> _Task directions_: Look below for the line that has "filename src/distractors.rs". Set down the lines from there through the line that has "Pattern::VisualPattern(p) => visual_candidates(p, widen, &mut", exactly as written.

> _Dataset entries_:
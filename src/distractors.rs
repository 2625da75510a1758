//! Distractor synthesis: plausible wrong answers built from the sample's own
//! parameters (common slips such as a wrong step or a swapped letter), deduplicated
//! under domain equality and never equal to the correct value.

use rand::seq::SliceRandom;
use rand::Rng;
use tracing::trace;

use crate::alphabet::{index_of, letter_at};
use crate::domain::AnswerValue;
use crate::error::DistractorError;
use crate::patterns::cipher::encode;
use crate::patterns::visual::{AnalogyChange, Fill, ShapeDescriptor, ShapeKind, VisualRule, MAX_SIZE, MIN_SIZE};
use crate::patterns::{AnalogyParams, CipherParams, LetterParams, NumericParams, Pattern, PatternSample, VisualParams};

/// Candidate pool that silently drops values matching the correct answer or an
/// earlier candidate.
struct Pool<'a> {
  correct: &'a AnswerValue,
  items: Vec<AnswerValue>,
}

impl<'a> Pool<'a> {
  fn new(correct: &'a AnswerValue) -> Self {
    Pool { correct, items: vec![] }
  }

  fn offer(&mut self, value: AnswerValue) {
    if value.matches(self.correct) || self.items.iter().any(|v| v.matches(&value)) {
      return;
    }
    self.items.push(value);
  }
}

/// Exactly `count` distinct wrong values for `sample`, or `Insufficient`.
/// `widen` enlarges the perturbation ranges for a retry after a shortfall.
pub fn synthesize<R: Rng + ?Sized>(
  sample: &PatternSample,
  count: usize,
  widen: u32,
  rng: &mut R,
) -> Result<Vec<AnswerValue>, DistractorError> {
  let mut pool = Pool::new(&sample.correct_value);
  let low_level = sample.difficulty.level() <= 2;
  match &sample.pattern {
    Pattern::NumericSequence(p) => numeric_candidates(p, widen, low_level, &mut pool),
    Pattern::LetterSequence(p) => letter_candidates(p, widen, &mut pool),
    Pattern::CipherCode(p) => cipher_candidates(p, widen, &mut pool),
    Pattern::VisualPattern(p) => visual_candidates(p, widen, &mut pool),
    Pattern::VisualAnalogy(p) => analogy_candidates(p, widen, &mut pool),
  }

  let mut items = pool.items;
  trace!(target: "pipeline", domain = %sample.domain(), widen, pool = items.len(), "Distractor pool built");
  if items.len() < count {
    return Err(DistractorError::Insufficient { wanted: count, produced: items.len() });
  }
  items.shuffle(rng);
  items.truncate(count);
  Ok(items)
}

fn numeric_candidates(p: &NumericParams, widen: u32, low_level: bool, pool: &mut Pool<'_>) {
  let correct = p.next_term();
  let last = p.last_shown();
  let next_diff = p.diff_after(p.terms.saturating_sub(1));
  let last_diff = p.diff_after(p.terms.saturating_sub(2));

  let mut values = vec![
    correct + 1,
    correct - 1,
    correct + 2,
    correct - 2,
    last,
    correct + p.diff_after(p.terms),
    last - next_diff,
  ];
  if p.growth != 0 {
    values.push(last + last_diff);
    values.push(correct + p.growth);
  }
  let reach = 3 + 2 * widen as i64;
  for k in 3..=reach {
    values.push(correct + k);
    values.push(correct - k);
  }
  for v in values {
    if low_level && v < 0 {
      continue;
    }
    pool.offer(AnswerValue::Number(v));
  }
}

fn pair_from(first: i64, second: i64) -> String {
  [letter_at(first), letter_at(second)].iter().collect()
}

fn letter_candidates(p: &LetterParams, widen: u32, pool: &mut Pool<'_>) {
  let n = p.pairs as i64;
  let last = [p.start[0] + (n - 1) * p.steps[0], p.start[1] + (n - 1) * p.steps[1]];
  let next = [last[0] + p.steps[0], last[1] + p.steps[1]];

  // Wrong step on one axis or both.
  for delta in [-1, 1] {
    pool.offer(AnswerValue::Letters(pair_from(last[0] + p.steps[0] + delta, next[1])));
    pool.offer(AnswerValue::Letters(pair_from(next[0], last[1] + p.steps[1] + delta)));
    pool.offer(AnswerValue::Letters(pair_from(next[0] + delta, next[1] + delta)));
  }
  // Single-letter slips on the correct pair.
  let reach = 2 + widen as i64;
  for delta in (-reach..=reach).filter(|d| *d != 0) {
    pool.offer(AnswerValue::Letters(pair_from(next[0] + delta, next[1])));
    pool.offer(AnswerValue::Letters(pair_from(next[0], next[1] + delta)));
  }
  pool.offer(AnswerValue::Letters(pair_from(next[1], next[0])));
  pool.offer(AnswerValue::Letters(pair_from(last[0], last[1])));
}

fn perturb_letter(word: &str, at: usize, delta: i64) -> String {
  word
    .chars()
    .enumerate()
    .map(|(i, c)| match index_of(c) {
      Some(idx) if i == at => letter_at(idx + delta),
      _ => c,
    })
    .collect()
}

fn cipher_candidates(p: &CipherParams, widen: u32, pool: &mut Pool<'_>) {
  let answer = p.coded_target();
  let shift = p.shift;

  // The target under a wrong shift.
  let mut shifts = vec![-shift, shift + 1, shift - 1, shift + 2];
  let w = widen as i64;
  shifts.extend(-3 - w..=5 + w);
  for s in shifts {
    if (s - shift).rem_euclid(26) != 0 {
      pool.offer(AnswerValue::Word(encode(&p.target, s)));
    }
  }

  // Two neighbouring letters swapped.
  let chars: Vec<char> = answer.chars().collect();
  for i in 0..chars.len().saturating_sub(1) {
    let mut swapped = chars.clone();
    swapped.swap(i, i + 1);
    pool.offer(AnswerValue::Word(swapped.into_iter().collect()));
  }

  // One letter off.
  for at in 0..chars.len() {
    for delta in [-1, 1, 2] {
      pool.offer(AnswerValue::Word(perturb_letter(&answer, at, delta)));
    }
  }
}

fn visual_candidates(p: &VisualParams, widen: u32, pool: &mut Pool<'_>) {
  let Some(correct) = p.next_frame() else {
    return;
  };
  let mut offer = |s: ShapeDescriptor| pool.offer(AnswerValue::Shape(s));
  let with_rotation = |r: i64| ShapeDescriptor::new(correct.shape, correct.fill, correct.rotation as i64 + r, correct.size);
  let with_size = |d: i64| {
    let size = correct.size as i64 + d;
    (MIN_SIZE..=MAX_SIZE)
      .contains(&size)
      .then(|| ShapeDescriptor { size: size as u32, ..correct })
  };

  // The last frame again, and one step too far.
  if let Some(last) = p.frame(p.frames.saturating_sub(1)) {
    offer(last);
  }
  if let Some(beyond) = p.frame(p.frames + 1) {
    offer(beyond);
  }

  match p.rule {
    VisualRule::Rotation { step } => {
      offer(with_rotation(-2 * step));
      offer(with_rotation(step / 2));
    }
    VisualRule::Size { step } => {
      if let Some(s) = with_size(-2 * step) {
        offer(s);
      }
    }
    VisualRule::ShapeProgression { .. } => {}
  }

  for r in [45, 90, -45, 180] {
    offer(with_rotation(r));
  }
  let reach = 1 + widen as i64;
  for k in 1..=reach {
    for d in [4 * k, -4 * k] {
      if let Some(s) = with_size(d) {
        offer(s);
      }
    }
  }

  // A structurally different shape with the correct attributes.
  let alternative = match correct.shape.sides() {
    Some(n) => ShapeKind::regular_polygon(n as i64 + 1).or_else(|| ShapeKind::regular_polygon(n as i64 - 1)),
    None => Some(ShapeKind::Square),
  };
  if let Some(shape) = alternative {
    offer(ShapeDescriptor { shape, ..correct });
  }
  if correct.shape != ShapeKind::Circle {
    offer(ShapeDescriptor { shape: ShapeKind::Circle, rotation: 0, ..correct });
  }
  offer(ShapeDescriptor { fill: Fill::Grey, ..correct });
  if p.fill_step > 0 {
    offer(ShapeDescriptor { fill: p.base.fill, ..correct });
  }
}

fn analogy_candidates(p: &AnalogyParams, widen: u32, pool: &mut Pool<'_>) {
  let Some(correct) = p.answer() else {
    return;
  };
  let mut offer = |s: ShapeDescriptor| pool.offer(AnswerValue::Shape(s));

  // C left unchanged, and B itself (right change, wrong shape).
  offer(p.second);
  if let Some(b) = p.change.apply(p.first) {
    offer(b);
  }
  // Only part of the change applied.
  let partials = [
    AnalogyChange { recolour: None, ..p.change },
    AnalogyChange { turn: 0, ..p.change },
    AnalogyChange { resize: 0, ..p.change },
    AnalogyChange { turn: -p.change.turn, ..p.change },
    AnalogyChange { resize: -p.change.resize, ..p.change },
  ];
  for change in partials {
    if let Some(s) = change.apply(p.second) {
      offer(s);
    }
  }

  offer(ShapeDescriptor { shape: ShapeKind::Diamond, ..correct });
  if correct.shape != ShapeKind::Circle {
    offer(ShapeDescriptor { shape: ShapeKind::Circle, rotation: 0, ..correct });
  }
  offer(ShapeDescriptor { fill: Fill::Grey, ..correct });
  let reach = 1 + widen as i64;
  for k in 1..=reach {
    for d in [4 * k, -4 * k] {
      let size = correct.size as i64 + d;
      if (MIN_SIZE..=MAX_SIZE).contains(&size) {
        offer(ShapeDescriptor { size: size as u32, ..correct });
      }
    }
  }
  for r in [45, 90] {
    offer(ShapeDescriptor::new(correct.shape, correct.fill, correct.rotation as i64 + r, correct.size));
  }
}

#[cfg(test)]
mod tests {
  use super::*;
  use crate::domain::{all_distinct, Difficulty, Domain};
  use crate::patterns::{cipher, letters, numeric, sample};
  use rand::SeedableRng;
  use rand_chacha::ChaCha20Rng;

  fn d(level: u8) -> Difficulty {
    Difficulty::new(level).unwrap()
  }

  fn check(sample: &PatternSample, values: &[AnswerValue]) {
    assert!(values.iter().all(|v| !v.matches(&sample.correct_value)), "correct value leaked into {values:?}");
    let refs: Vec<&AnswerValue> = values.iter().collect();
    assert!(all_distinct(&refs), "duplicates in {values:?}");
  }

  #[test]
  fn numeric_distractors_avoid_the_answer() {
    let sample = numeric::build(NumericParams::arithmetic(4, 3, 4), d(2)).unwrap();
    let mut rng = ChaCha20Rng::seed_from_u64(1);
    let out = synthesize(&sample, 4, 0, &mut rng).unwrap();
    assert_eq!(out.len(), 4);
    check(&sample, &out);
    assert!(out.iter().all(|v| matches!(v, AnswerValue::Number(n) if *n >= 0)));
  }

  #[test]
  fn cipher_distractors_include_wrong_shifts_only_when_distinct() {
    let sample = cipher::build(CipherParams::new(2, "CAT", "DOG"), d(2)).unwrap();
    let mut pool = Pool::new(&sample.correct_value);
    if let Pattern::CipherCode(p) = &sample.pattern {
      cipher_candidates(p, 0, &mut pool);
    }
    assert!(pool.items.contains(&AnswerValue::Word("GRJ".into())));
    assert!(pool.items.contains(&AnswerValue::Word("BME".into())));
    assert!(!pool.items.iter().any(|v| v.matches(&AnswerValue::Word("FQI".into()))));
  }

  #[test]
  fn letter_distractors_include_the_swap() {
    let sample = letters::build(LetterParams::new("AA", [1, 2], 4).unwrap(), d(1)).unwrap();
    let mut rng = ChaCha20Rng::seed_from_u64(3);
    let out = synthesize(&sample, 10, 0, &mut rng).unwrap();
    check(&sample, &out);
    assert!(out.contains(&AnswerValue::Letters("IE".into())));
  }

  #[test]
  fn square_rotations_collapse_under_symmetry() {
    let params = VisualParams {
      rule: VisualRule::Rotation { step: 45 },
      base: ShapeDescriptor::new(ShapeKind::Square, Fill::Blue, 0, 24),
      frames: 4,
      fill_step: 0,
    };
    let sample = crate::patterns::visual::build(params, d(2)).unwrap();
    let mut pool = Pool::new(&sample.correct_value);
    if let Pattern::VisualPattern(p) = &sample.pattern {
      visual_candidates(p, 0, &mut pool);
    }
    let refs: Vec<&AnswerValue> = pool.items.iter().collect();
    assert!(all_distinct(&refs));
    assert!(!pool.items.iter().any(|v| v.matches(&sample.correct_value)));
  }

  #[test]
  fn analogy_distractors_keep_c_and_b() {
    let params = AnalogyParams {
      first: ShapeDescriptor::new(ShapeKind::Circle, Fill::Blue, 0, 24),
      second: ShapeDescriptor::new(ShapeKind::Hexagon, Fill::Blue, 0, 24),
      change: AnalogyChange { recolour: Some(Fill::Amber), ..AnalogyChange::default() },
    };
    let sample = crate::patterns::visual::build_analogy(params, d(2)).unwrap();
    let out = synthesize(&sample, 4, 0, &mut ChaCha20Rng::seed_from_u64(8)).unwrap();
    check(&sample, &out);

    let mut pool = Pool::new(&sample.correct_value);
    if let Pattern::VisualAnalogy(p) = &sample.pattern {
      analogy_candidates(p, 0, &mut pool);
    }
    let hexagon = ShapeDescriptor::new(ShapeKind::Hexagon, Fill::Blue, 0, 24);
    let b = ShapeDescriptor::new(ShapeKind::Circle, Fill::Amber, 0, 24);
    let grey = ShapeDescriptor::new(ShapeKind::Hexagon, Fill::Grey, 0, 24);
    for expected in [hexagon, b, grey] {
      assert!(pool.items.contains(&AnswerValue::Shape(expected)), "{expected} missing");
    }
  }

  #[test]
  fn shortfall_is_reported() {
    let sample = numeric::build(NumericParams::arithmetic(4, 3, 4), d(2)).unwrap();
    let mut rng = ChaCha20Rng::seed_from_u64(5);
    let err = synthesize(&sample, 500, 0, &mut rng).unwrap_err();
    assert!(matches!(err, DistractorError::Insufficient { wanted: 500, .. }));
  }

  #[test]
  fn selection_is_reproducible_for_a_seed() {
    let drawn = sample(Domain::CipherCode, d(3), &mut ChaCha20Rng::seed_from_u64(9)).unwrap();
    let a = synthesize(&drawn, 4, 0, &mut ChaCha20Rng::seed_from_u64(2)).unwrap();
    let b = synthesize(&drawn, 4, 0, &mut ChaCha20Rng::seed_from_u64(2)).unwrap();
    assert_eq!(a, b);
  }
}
==
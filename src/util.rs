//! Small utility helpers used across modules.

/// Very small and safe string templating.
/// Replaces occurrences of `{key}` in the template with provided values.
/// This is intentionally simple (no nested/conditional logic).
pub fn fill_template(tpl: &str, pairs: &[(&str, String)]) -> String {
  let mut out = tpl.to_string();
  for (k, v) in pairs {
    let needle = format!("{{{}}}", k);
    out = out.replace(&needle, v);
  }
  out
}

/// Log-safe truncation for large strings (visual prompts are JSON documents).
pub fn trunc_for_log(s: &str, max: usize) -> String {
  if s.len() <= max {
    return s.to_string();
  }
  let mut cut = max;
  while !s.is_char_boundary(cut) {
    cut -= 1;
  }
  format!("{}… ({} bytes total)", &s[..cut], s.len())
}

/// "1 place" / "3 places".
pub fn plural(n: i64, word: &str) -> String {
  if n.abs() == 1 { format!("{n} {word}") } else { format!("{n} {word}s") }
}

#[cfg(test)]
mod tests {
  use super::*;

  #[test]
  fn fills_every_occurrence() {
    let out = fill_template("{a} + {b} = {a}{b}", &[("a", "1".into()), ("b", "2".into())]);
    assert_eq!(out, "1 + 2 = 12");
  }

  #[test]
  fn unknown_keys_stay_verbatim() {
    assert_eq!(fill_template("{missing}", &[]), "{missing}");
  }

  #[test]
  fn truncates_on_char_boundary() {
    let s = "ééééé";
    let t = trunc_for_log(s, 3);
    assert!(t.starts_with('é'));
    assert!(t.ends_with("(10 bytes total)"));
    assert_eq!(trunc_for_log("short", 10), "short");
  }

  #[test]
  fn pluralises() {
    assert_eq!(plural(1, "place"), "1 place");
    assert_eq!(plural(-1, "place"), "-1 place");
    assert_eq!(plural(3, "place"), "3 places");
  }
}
---
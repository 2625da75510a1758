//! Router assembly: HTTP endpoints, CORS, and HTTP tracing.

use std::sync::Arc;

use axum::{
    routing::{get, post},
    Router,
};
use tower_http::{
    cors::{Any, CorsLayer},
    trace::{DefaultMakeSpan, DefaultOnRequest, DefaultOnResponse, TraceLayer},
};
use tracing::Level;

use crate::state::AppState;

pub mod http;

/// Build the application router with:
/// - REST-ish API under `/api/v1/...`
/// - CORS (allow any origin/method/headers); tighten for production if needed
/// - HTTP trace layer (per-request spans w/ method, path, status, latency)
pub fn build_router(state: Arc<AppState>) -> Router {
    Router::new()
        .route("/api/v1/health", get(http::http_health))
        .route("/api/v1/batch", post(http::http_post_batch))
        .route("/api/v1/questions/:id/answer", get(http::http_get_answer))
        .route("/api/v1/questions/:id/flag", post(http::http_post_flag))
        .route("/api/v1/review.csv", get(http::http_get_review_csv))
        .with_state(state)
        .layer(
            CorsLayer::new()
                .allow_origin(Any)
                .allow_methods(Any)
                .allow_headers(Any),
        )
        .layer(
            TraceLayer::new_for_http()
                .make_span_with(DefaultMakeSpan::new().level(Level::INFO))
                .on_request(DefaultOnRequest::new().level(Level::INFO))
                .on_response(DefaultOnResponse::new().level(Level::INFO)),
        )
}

> _Reply to the exercise_:
filename src/distractors.rs
repository 2625da75510a1758
//! Distractor synthesis: plausible wrong answers built from the sample's own
//! parameters (common slips such as a wrong step or a swapped letter), deduplicated
//! under domain equality and never equal to the correct value.

use rand::seq::SliceRandom;
use rand::Rng;
use tracing::trace;

use crate::alphabet::{index_of, letter_at};
use crate::domain::AnswerValue;
use crate::error::DistractorError;
use crate::patterns::cipher::encode;
use crate::patterns::visual::{AnalogyChange, Fill, ShapeDescriptor, ShapeKind, VisualRule, MAX_SIZE, MIN_SIZE};
use crate::patterns::{AnalogyParams, CipherParams, LetterParams, NumericParams, Pattern, PatternSample, VisualParams};

/// Candidate pool that silently drops values matching the correct answer or an
/// earlier candidate.
struct Pool<'a> {
  correct: &'a AnswerValue,
  items: Vec<AnswerValue>,
}

impl<'a> Pool<'a> {
  fn new(correct: &'a AnswerValue) -> Self {
    Pool { correct, items: vec![] }
  }

  fn offer(&mut self, value: AnswerValue) {
    if value.matches(self.correct) || self.items.iter().any(|v| v.matches(&value)) {
      return;
    }
    self.items.push(value);
  }
}

/// Exactly `count` distinct wrong values for `sample`, or `Insufficient`.
/// `widen` enlarges the perturbation ranges for a retry after a shortfall.
pub fn synthesize<R: Rng + ?Sized>(
  sample: &PatternSample,
  count: usize,
  widen: u32,
  rng: &mut R,
) -> Result<Vec<AnswerValue>, DistractorError> {
  let mut pool = Pool::new(&sample.correct_value);
  let low_level = sample.difficulty.level() <= 2;
  match &sample.pattern {
    Pattern::NumericSequence(p) => numeric_candidates(p, widen, low_level, &mut pool),
    Pattern::LetterSequence(p) => letter_candidates(p, widen, &mut pool),
    Pattern::CipherCode(p) => cipher_candidates(p, widen, &mut pool),
    Pattern::VisualPattern(p) => visual_candidates(p, widen, &mut pool),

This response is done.